*** GIVEN DATA Section Begins ***

use std::collections::HashSet;
use std::fs;
use std::net::Ipv4Addr;
use std::path::{Path, PathBuf};
use tempfile::TempDir;

use dns_types::protocol::types::test_util::*;
use dns_types::protocol::types::*;

use easybind::settings::Hostname;
use easybind::{ErrorKind, Settings, ZoneRegistry};

struct Fixture {
    dir: TempDir,
    registry: ZoneRegistry,
}

impl Fixture {
    fn new(nameservers: &[&str]) -> Self {
        let dir = tempfile::tempdir().unwrap();
        let zones_dir = dir.path().join("zones");
        fs::create_dir(&zones_dir).unwrap();
        let conf_path = dir.path().join("named.conf.local");
        fs::write(&conf_path, "").unwrap();

        let settings = Settings {
            nameservers: nameservers
                .iter()
                .map(|ns| Hostname::parse(ns).unwrap())
                .collect(),
            conf_path,
            zone_path: format!("{}/{{domain}}.hosts", zones_dir.display()),
            ..Settings::default()
        };

        Self {
            dir,
            registry: ZoneRegistry::new(settings),
        }
    }

    fn conf_path(&self) -> PathBuf {
        self.dir.path().join("named.conf.local")
    }

    fn conf(&self) -> String {
        fs::read_to_string(self.conf_path()).unwrap()
    }

    fn zone_file(&self, domain: &str) -> PathBuf {
        self.dir.path().join("zones").join(format!("{domain}.hosts"))
    }

    fn conf_entry(&self, domain: &str) -> String {
        format!(
            "zone \"{domain}\" {{\n    type master;\n    file \"{}\";\n}};\n",
            self.zone_file(domain).display()
        )
    }
}

fn nameservers(zone: &easybind::ManagedZone) -> HashSet<DomainName> {
    zone.zone()
        .root()
        .records(RecordType::NS)
        .unwrap()
        .iter()
        .filter_map(|rdata| match rdata {
            RecordTypeWithData::NS { nsdname } => Some(nsdname.clone()),
            _ => None,
        })
        .collect()
}

#[test]
fn new_zone_uses_configured_nameservers() {
    for names in [
        vec!["ns1.example.net"],
        vec!["ns1.example.net", "ns2.example.net"],
        vec!["b.ns.example.org.", "a.ns.example.org", "c.ns.example.org"],
    ] {
        let fixture = Fixture::new(&names);
        let zone = fixture.registry.open("example.com").unwrap();

        assert_eq!(
            DomainName::from_hostname(names[0]).unwrap(),
            zone.soa().unwrap().mname
        );
        assert_eq!(
            names
                .iter()
                .map(|ns| DomainName::from_hostname(ns).unwrap())
                .collect::<HashSet<_>>(),
            nameservers(&zone)
        );
    }
}

#[test]
fn open_save_open_roundtrips() {
    let fixture = Fixture::new(&["ns1.example.net", "ns2.example.net"]);

    let mut zone = fixture.registry.open("foo.com").unwrap();
    zone.name(Some("www"))
        .unwrap()
        .records_mut(RecordType::A, 300)
        .add(RecordTypeWithData::A {
            address: Ipv4Addr::new(192, 0, 2, 1),
        });
    zone.name(Some("mail"))
        .unwrap()
        .records_mut(RecordType::MX, 300)
        .add(RecordTypeWithData::MX {
            preference: 10,
            exchange: domain("mx.example.net."),
        });
    fixture.registry.save(&mut zone, false, true).unwrap();

    let reopened = fixture.registry.open("foo.com").unwrap();
    assert_eq!(zone.zone(), reopened.zone());
}

#[test]
fn in_config_false_before_save_true_after() {
    let fixture = Fixture::new(&["ns1.example.net"]);
    let mut zone = fixture.registry.open("foo.com").unwrap();

    assert!(!fixture.registry.in_config(&zone).unwrap());
    fixture.registry.save(&mut zone, true, true).unwrap();
    assert!(fixture.registry.in_config(&zone).unwrap());
}

#[test]
fn save_twice_adds_one_entry() {
    let fixture = Fixture::new(&["ns1.example.net"]);
    let mut zone = fixture.registry.open("foo.com").unwrap();

    fixture.registry.save(&mut zone, true, true).unwrap();
    fixture.registry.save(&mut zone, true, true).unwrap();

    assert_eq!(fixture.conf_entry("foo.com"), fixture.conf());
}

#[test]
fn save_does_not_replace_changed_entry() {
    let fixture = Fixture::new(&["ns1.example.net"]);
    let existing = "zone \"foo.com\" {\n    type slave;\n    file \"/somewhere/else\";\n};\n";
    fs::write(fixture.conf_path(), existing).unwrap();

    let mut zone = fixture.registry.open("foo.com").unwrap();
    fixture.registry.save(&mut zone, true, true).unwrap();

    assert_eq!(existing, fixture.conf());
}

#[test]
fn delete_removes_only_its_own_entry() {
    let fixture = Fixture::new(&["ns1.example.net"]);
    let preamble = "// managed zones\ninclude \"/etc/bind/zones.rfc1918\";\n\n";
    fs::write(fixture.conf_path(), preamble).unwrap();

    let mut foo = fixture.registry.open("foo.com").unwrap();
    let mut bar = fixture.registry.open("bar.org").unwrap();
    let mut baz = fixture.registry.open("baz.net").unwrap();
    fixture.registry.save(&mut foo, true, true).unwrap();
    fixture.registry.save(&mut bar, true, true).unwrap();
    fixture.registry.save(&mut baz, true, true).unwrap();

    fixture.registry.delete(&bar, true).unwrap();

    assert_eq!(
        format!(
            "{preamble}{}{}",
            fixture.conf_entry("foo.com"),
            fixture.conf_entry("baz.net")
        ),
        fixture.conf()
    );
    assert!(!fixture.zone_file("bar.org").exists());
    assert!(fixture.zone_file("foo.com").exists());
    assert!(fixture.zone_file("baz.net").exists());
}

#[test]
fn delete_matches_name_exactly() {
    let fixture = Fixture::new(&["ns1.example.net"]);

    let mut foo = fixture.registry.open("foo.com").unwrap();
    let mut sub = fixture.registry.open("sub.foo.com").unwrap();
    let mut lookalike = fixture.registry.open("fooxcom").unwrap();
    fixture.registry.save(&mut foo, true, true).unwrap();
    fixture.registry.save(&mut sub, true, true).unwrap();
    fixture.registry.save(&mut lookalike, true, true).unwrap();

    fixture.registry.delete(&foo, true).unwrap();

    assert!(!fixture.registry.in_config(&foo).unwrap());
    assert!(fixture.registry.in_config(&sub).unwrap());
    assert!(fixture.registry.in_config(&lookalike).unwrap());
}

#[test]
fn delete_missing_zone_file_is_io_error() {
    let fixture = Fixture::new(&["ns1.example.net"]);
    let zone = fixture.registry.open("foo.com").unwrap();

    assert_eq!(
        ErrorKind::Io,
        fixture.registry.delete(&zone, false).unwrap_err().kind()
    );
}

#[test]
fn delete_corrupt_zone_file() {
    let fixture = Fixture::new(&["ns1.example.net"]);
    let mut zone = fixture.registry.open("foo.com").unwrap();
    fixture.registry.save(&mut zone, false, true).unwrap();
    fs::write(fixture.zone_file("foo.com"), "$INCLUDE /etc/passwd\n").unwrap();

    fixture
        .registry
        .delete_domain(&domain("foo.com."), true)
        .unwrap();

    assert!(!fixture.zone_file("foo.com").exists());
    assert_eq!("", fixture.conf());
}

#[test]
fn delete_domain_without_nameservers_or_zone_file_is_io_error() {
    let fixture = Fixture::new(&[]);

    assert_eq!(
        ErrorKind::Io,
        fixture
            .registry
            .delete_domain(&domain("foo.com."), true)
            .unwrap_err()
            .kind()
    );
}

#[test]
fn missing_conf_file_is_io_error() {
    let fixture = Fixture::new(&["ns1.example.net"]);
    fs::remove_file(fixture.conf_path()).unwrap();
    let mut zone = fixture.registry.open("foo.com").unwrap();

    assert_eq!(
        ErrorKind::Io,
        fixture.registry.in_config(&zone).unwrap_err().kind()
    );
    assert_eq!(
        ErrorKind::Io,
        fixture.registry.save(&mut zone, true, true).unwrap_err().kind()
    );
    // the zone file is still written, the two files are not updated together
    assert!(fixture.zone_file("foo.com").exists());
}

#[test]
fn unwritable_zone_path_is_io_error() {
    let fixture = Fixture::new(&["ns1.example.net"]);
    fs::remove_dir(fixture.dir.path().join("zones")).unwrap();
    let mut zone = fixture.registry.open("foo.com").unwrap();

    assert_eq!(
        ErrorKind::Io,
        fixture.registry.save(&mut zone, true, true).unwrap_err().kind()
    );
    assert_eq!("", fixture.conf());
}

#[test]
fn no_nameservers_is_configuration_error() {
    let fixture = Fixture::new(&[]);

    assert_eq!(
        ErrorKind::Configuration,
        fixture.registry.open("foo.com").unwrap_err().kind()
    );
}

#[test]
fn non_ascii_domain_is_format_error() {
    let fixture = Fixture::new(&["ns1.example.net"]);

    assert_eq!(
        ErrorKind::Format,
        fixture.registry.open("café.com").unwrap_err().kind()
    );
    assert_eq!("", fixture.conf());
}

#[test]
fn corrupt_zone_file_is_format_error() {
    let fixture = Fixture::new(&["ns1.example.net"]);
    fs::write(fixture.zone_file("foo.com"), "$INCLUDE /etc/passwd\n").unwrap();

    assert_eq!(
        ErrorKind::Format,
        fixture.registry.open("foo.com").unwrap_err().kind()
    );
}

#[test]
fn name_www_is_the_same_node_twice() {
    let fixture = Fixture::new(&["ns1.example.net"]);
    let mut zone = fixture.registry.open("foo.com").unwrap();

    let first = zone.name(Some("www")).unwrap() as *const _;
    let second = zone.name(Some("www")).unwrap() as *const _;

    assert_eq!(first, second);
}

#[test]
fn foo_com_scenario() {
    let fixture = Fixture::new(&["ns1.example.net", "ns2.example.net"]);

    let mut zone = fixture.registry.open("foo.com").unwrap();
    let soa = zone.soa().unwrap();
    assert_eq!(domain("ns1.example.net."), soa.mname);
    assert_eq!(domain("info.foo.com."), soa.rname);
    assert_eq!(2_000_010_100, soa.serial);
    assert_eq!(10800, soa.refresh);
    assert_eq!(3600, soa.retry);
    assert_eq!(604_800, soa.expire);
    assert_eq!(38400, soa.minimum);
    assert_eq!(
        [domain("ns1.example.net."), domain("ns2.example.net.")]
            .into_iter()
            .collect::<HashSet<_>>(),
        nameservers(&zone)
    );

    fixture.registry.save(&mut zone, true, true).unwrap();
    assert!(fixture.zone_file("foo.com").is_file());
    assert_eq!(
        format!(
            "zone \"foo.com\" {{\n    type master;\n    file \"{}\";\n}};\n",
            fixture.zone_file("foo.com").display()
        ),
        fixture.conf()
    );
    assert!(fixture.registry.in_config(&zone).unwrap());

    fixture.registry.delete(&zone, true).unwrap();
    assert!(!fixture.zone_file("foo.com").exists());
    assert!(!fixture.registry.in_config(&zone).unwrap());
    assert_eq!("", fixture.conf());
}

#[test]
fn zone_file_is_readable_by_bind_conventions() {
    let fixture = Fixture::new(&["ns1.example.net", "ns2.example.net"]);
    let mut zone = fixture.registry.open("foo.com").unwrap();
    fixture.registry.save(&mut zone, false, false).unwrap();

    let written = fs::read_to_string(fixture.zone_file("foo.com")).unwrap();
    assert_eq!(
        "$ORIGIN foo.com.\n\
         \n\
         @ 38400 IN SOA ns1.example.net. info 2000010100 10800 3600 604800 38400\n\
         \n\
         @ 86400 IN NS ns1.example.net.\n\
         @ 86400 IN NS ns2.example.net.\n\
         \n",
        written
    );
}

#[test]
fn default_zone_path() {
    let registry = ZoneRegistry::new(Settings::default());

    assert_eq!(
        Path::new("/etc/bind/zones/foo.com.hosts"),
        registry.zone_path(&domain("foo.com."))
    );
}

*** GIVEN DATA Section Ends ***

▸ EXERCISE DIRECTIONS: Every line from the line containing "let dir = tempfile::tempdir().unwrap();" through the line containing "let fixture = Fixture::new(&names);" in the records above must be retyped exactly. Leave out the rest.

▸ ANSWER TO THE EXERCISE:
        let dir = tempfile::tempdir().unwrap();
        let zones_dir = dir.path().join("zones");
        fs::create_dir(&zones_dir).unwrap();
        let conf_path = dir.path().join("named.conf.local");
        fs::write(&conf_path, "").unwrap();

        let settings = Settings {
            nameservers: nameservers
                .iter()
                .map(|ns| Hostname::parse(ns).unwrap())
                .collect(),
            conf_path,
            zone_path: format!("{}/{{domain}}.hosts", zones_dir.display()),
            ..Settings::default()
        };

        Self {
            dir,
            registry: ZoneRegistry::new(settings),
        }
    }

    fn conf_path(&self) -> PathBuf {
        self.dir.path().join("named.conf.local")
    }

    fn conf(&self) -> String {
        fs::read_to_string(self.conf_path()).unwrap()
    }

    fn zone_file(&self, domain: &str) -> PathBuf {
        self.dir.path().join("zones").join(format!("{domain}.hosts"))
    }

    fn conf_entry(&self, domain: &str) -> String {
        format!(
            "zone \"{domain}\" {{\n    type master;\n    file \"{}\";\n}};\n",
            self.zone_file(domain).display()
        )
    }
}

fn nameservers(zone: &easybind::ManagedZone) -> HashSet<DomainName> {
    zone.zone()
        .root()
        .records(RecordType::NS)
        .unwrap()
        .iter()
        .filter_map(|rdata| match rdata {
            RecordTypeWithData::NS { nsdname } => Some(nsdname.clone()),
            _ => None,
        })
        .collect()
}

#[test]
fn new_zone_uses_configured_nameservers() {
    for names in [
        vec!["ns1.example.net"],
        vec!["ns1.example.net", "ns2.example.net"],
        vec!["b.ns.example.org.", "a.ns.example.org", "c.ns.example.org"],
    ] {
        let fixture = Fixture::new(&names);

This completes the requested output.